Saturday, August 23, 2008

Haters!

Why is it that people want to try and tell you how to raise your kid or point out everything they think you're doing wrong? You've never raised MY child before. How do you know what's best for them? Once people hear I am still breast feeding they find it necessary to ask how long I plan on continuing. Why? Do they really care? I was told I NEED to quit breast feeding by someone I barely know. OK! I'll get right on that...NOT! Ughh...I don't even know how to explain how I feel about this. Can someone please show me the manual on How to raise children and then point out where it says exactly how long they should be breast fed for. Maybe then I'll take what you have to say into consideration. No. Probably not. This lady told me that by 1 year a kid should not be on the boob or have a bottle (right after she popped a pacifier into her grandchild's mouth, who is a little over a year.). I proceeded to tell her that the American Medical Association recommends breast-feeding for 2 years. She said, "they must not have any kids". Pahaha! Okay lady! I didn't know what to say or do. I try to make sure I surround myself with friends who have the same beliefs or good friends who support my decisions even though they may not make the same decisions. This time I was alone and had no one to back me up. I don't know all the facts but I do know this- when I nurse Brianna it just feels natural. It seems right to me. I know that I still lactate and my daughter still wants milk. It's a no brainer for me. Just because you do not agree does not mean you are right. It's your opinion.... you have no scientific data to back it up. Therefore, it means nothing to me. My boobs did not magically "dry up" once Brianna turned one indicating it was time to stop. This is what works for me and my daughter. I understand and respect some people choose not to breast-feed. I don't understand why they would choose not to, but I respect them. I have a lot of friends with children who chose not to breast-feed or chose to put a limit on how long they breast fed for. I don't think any less of them. They are still great parents. All I'm saying is....Don't be a hater!


4 comments:

Red said...

Did you female dog slap her? Pffft, don't get me started. Mine were not fully potty trained until 3, and I got flack for that. But I still did what I wanted to do.

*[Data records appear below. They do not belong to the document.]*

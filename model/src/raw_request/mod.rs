use std::collections::HashMap;

use serde::{Deserialize, Serialize};
use serde_json::{Map, Value};

/// A request as captured by the local HTTP layer, before it is turned into a proxy event.
#[derive(Deserialize, Serialize, Debug, Clone, PartialEq, Default)]
#[serde(rename_all = "camelCase")]
pub struct RawRequest {
    pub method: String,

    /// Request target as received, e.g. `/dev/users?limit=10`. Absolute URLs are accepted too.
    pub url: String,

    /// Header lines in the order they were received, with the case the client used.
    #[serde(default)]
    pub raw_headers: Vec<RawHeader>,

    /// Payload after the HTTP layer parsed it.
    #[serde(default)]
    pub payload: Option<Payload>,

    /// Payload bytes before any parsing happened.
    #[serde(default)]
    pub raw_payload: Option<Vec<u8>>,

    /// Path parameters resolved by the route matcher.
    #[serde(default)]
    pub params: HashMap<String, String>,

    pub route: Route,

    #[serde(default)]
    pub auth: Option<AuthCredentials>,

    pub info: ConnectionInfo,
}

/// A single `name: value` header line.
#[derive(Deserialize, Serialize, Debug, Clone, PartialEq, Eq)]
pub struct RawHeader(pub String, pub String);

impl RawHeader {
    pub fn new<N: Into<String>, V: Into<String>>(name: N, value: V) -> Self {
        Self(name.into(), value.into())
    }

    pub fn name(&self) -> &str {
        &self.0
    }

    pub fn value(&self) -> &str {
        &self.1
    }
}

/// The payload the HTTP layer handed over. Text payloads are kept verbatim, anything the
/// layer decoded (JSON documents, forms) arrives as `Parsed`.
#[derive(Deserialize, Serialize, Debug, Clone, PartialEq)]
#[serde(untagged)]
pub enum Payload {
    Text(String),
    Parsed(Value),
}

#[derive(Deserialize, Serialize, Debug, Clone, PartialEq, Eq, Default)]
pub struct Route {
    /// Declared route path, including the stage prefix (`/dev/users/{id}`).
    pub path: String,
}

/// Credentials attached to the request by an upstream (emulated) authorizer.
#[derive(Deserialize, Serialize, Debug, Clone, PartialEq, Default)]
#[serde(rename_all = "camelCase")]
pub struct AuthCredentials {
    #[serde(default)]
    pub principal_id: Option<String>,

    #[serde(default)]
    pub context: Option<Map<String, Value>>,
}

#[derive(Deserialize, Serialize, Debug, Clone, PartialEq, Eq, Default)]
#[serde(rename_all = "camelCase")]
pub struct ConnectionInfo {
    /// Arrival time in milliseconds since the unix epoch.
    pub received: i64,
    pub remote_address: String,
}
use std::collections::HashMap;

use serde::{Deserialize, Serialize};

/// Per request stage information supplied by the emulator.
#[derive(Deserialize, Serialize, Debug, Clone, PartialEq, Eq, Default)]
#[serde(rename_all = "camelCase")]
pub struct StageContext {
    pub stage: String,

    /// Request path as it is reported to the function.
    pub path: String,

    #[serde(default)]
    pub stage_variables: Option<HashMap<String, String>>,

    /// Explicit route key (`GET /users`). When present it is used verbatim as the resource.
    #[serde(default)]
    pub route_key: Option<String>,
}
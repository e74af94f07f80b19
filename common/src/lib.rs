pub mod config;
pub mod test_tools;
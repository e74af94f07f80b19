use std::fs;
use std::io::{self, Read};

use anyhow::Context;
use model::raw_request::RawRequest;
use model::stage::StageContext;
use offline_proxy_event::config::Config;
use offline_proxy_event::event_builder::EventBuilder;
use offline_proxy_event::ids::UuidGenerator;
use offline_proxy_event::logging::Logging;
use serde::Deserialize;

/// A captured request and the stage it was received on.
#[derive(Deserialize, Debug)]
struct Input {
    request: RawRequest,
    stage: StageContext,
}

fn read_input(path: Option<String>) -> anyhow::Result<Input> {
    let raw = match path {
        Some(path) => {
            fs::read_to_string(&path).with_context(|| format!("Error reading input file {path}"))?
        }
        None => {
            let mut raw = String::new();
            io::stdin()
                .read_to_string(&mut raw)
                .context("Error reading input from stdin")?;
            raw
        }
    };

    serde_json::from_str(&raw).context("Input is not a valid captured request")
}

fn main() -> anyhow::Result<()> {
    let logging = Logging::init()?;

    let input = read_input(std::env::args().nth(1))?;
    let config = Config::load(&input.stage.stage).context("Could not load configuration")?;
    logging.set_verbose(config.verbose);

    tracing::info!(url = %input.request.url, stage = %input.stage.stage, "Execution started");

    let event = EventBuilder::new(&config, &UuidGenerator).build(&input.request, &input.stage);
    println!("{}", serde_json::to_string_pretty(&event)?);

    Ok(())
}
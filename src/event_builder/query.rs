use std::collections::HashMap;

use url::form_urlencoded;

pub(crate) type QueryStringParameters = HashMap<String, String>;
pub(crate) type MultiValueQueryStringParameters = HashMap<String, Vec<String>>;

/// Query string of a request target, without the leading `?` and any fragment.
fn query_of(url: &str) -> Option<&str> {
    let (_, rest) = url.split_once('?')?;
    let query = rest.split_once('#').map_or(rest, |(query, _)| query);
    (!query.is_empty()).then_some(query)
}

/// Returns the single-value parameters (last occurrence wins, `None` when the query is
/// empty) and every value of every parameter in order.
pub(crate) fn parse(url: &str) -> (Option<QueryStringParameters>, MultiValueQueryStringParameters) {
    let mut single = QueryStringParameters::new();
    let mut multi = MultiValueQueryStringParameters::new();

    if let Some(query) = query_of(url) {
        for (key, value) in form_urlencoded::parse(query.as_bytes()) {
            multi
                .entry(key.to_string())
                .or_default()
                .push(value.to_string());
            single.insert(key.into_owned(), value.into_owned());
        }
    }

    ((!single.is_empty()).then_some(single), multi)
}
use tracing_appender::non_blocking::WorkerGuard;
use tracing_bunyan_formatter::{BunyanFormattingLayer, JsonStorageLayer};
use tracing_log::LogTracer;
use tracing_subscriber::{filter::LevelFilter, prelude::*, reload, Registry};

/// Keeps the non blocking writer alive and allows changing the level after start up.
/// Dropping it flushes pending records.
pub struct Logging {
    _guard: WorkerGuard,
    reload_handle: reload::Handle<LevelFilter, Registry>,
}

impl Logging {
    /// Installs a bunyan JSON subscriber writing to stderr, stdout is left for the event
    /// itself. Starts at WARN.
    pub fn init() -> anyhow::Result<Self> {
        LogTracer::init()?;

        let app_name = concat!(env!("CARGO_PKG_NAME"), "-", env!("CARGO_PKG_VERSION")).to_string();
        let (non_blocking_writer, guard) = tracing_appender::non_blocking(std::io::stderr());
        let bunyan_formatting_layer = BunyanFormattingLayer::new(app_name, non_blocking_writer);

        // Instantiate a tracing subscriber with reloadable level filter
        let (filter, reload_handle) = reload::Layer::new(LevelFilter::WARN);
        tracing_subscriber::registry()
            .with(filter)
            .with(JsonStorageLayer)
            .with(bunyan_formatting_layer)
            .try_init()?;

        Ok(Self {
            _guard: guard,
            reload_handle,
        })
    }

    pub fn set_verbose(&self, verbose: bool) {
        let level = if verbose {
            LevelFilter::INFO
        } else {
            LevelFilter::WARN
        };

        self.reload_handle
            .modify(|filter| *filter = level)
            .unwrap_or_else(|e| tracing::error!(error = ?e, "{:?}", e));
    }
}
pub mod authorizer;
pub mod event;
pub mod raw_request;
pub mod stage;
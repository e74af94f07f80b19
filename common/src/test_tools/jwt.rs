use base64::engine::general_purpose::URL_SAFE_NO_PAD;
use base64::Engine as _;
use serde_json::{json, Value};

const SIGNATURE_FOR_MOCK_TOKENS: &str = "c2lnbmF0dXJl";

/// Builds a token with the given claims. The signature is garbage: tokens are only
/// ever decoded, never verified.
pub fn build_unsigned_token(claims: &Value) -> String {
    let header = URL_SAFE_NO_PAD.encode(json!({ "alg": "HS256", "typ": "JWT" }).to_string());
    let payload = URL_SAFE_NO_PAD.encode(claims.to_string());

    format!("{header}.{payload}.{SIGNATURE_FOR_MOCK_TOKENS}")
}
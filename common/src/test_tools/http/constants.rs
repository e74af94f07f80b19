/// 2023-11-14T22:13:20Z
pub const RECEIVED_TIMESTAMP_FOR_MOCK_REQUESTS: i64 = 1_700_000_000_000;
pub const REQUEST_TIME_FOR_MOCK_REQUESTS: &str = "14/Nov/2023:22:13:20 +0000";
pub const REMOTE_ADDRESS_FOR_MOCK_REQUESTS: &str = "127.0.0.1";
pub const STAGE_FOR_MOCK_REQUESTS: &str = "dev";
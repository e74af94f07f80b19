use std::sync::Mutex;

use offline_proxy_event::event_builder::AuthorizerLogger;

#[derive(Default)]
pub struct RecordingLogger {
    messages: Mutex<Vec<String>>,
}

impl RecordingLogger {
    pub fn messages(&self) -> Vec<String> {
        self.messages.lock().unwrap().clone()
    }
}

impl AuthorizerLogger for RecordingLogger {
    fn error(&self, message: &str) {
        self.messages.lock().unwrap().push(message.to_owned());
    }
}
pub mod error;
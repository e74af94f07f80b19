//! Turns a request captured by the local HTTP layer into the event API Gateway sends to a
//! function through a Lambda proxy integration.
//!
//! The build never fails: malformed authorizer overrides are logged and skipped, undecodable
//! tokens are ignored and every context field has a placeholder.

use model::event::Event;
use model::raw_request::RawRequest;
use model::stage::StageContext;

use crate::config::Config;
use crate::ids::IdGenerator;

pub use self::authorizer::{AuthorizerLogger, AUTHORIZER_OVERRIDE_HEADER, DEFAULT_PRINCIPAL_ID};
pub use self::headers::NormalizedHeaders;

mod authorizer;
pub mod context;
mod headers;
mod query;

pub struct EventBuilder<'a> {
    config: &'a Config,
    id_generator: &'a dyn IdGenerator,
    logger: Option<&'a dyn AuthorizerLogger>,
}

impl<'a> EventBuilder<'a> {
    pub fn new(config: &'a Config, id_generator: &'a dyn IdGenerator) -> Self {
        Self {
            config,
            id_generator,
            logger: None,
        }
    }

    /// Sends malformed authorizer override errors to `logger` instead of `tracing`.
    pub fn with_logger(mut self, logger: &'a dyn AuthorizerLogger) -> Self {
        self.logger = Some(logger);
        self
    }

    pub fn build(&self, request: &RawRequest, stage: &StageContext) -> Event {
        let (headers, body) = headers::normalize(request);
        let (query_string_parameters, multi_value_query_string_parameters) =
            query::parse(&request.url);

        let authorizer =
            authorizer::resolve(self.config, &headers, request.auth.as_ref(), self.logger);

        let http_method = request.method.to_uppercase();
        let resource = context::resource(&request.route.path, stage);
        let request_context = context::request_context(context::ContextInput {
            config: self.config,
            id_generator: self.id_generator,
            headers: &headers,
            request,
            stage,
            http_method: &http_method,
            authorizer,
        });

        tracing::info!(
            http_method = %http_method,
            resource = %resource,
            request_id = %request_context.request_id,
            "Proxy event built"
        );

        let path_parameters = (!request.params.is_empty()).then(|| request.params.clone());
        let (headers, multi_value_headers) = headers.into_maps();

        Event {
            body,
            headers,
            http_method,
            is_base64_encoded: false,
            multi_value_headers,
            multi_value_query_string_parameters,
            path: stage.path.clone(),
            path_parameters,
            query_string_parameters,
            request_context,
            resource,
            stage_variables: stage.stage_variables.clone(),
        }
    }
}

You could have politely, but with a hint of sarcasm, asked where she got her expierence/degree in greastfeeding from. That usually makes them clam up. "Do you work for LaLeche League" And you know straight up, she is not going to be able to step up to the plate.

This is how I see it and I tell so many poeple this. I do not go inot tyour home and tell you how to make your potato salad. And your way is not wrong, for it works for you. But we make our potato salad different, becasue it works for us. It is not right nor wrong...it just is.

Live and let live I say.

*Sorry I ranted for the first time*

Ann Marie said...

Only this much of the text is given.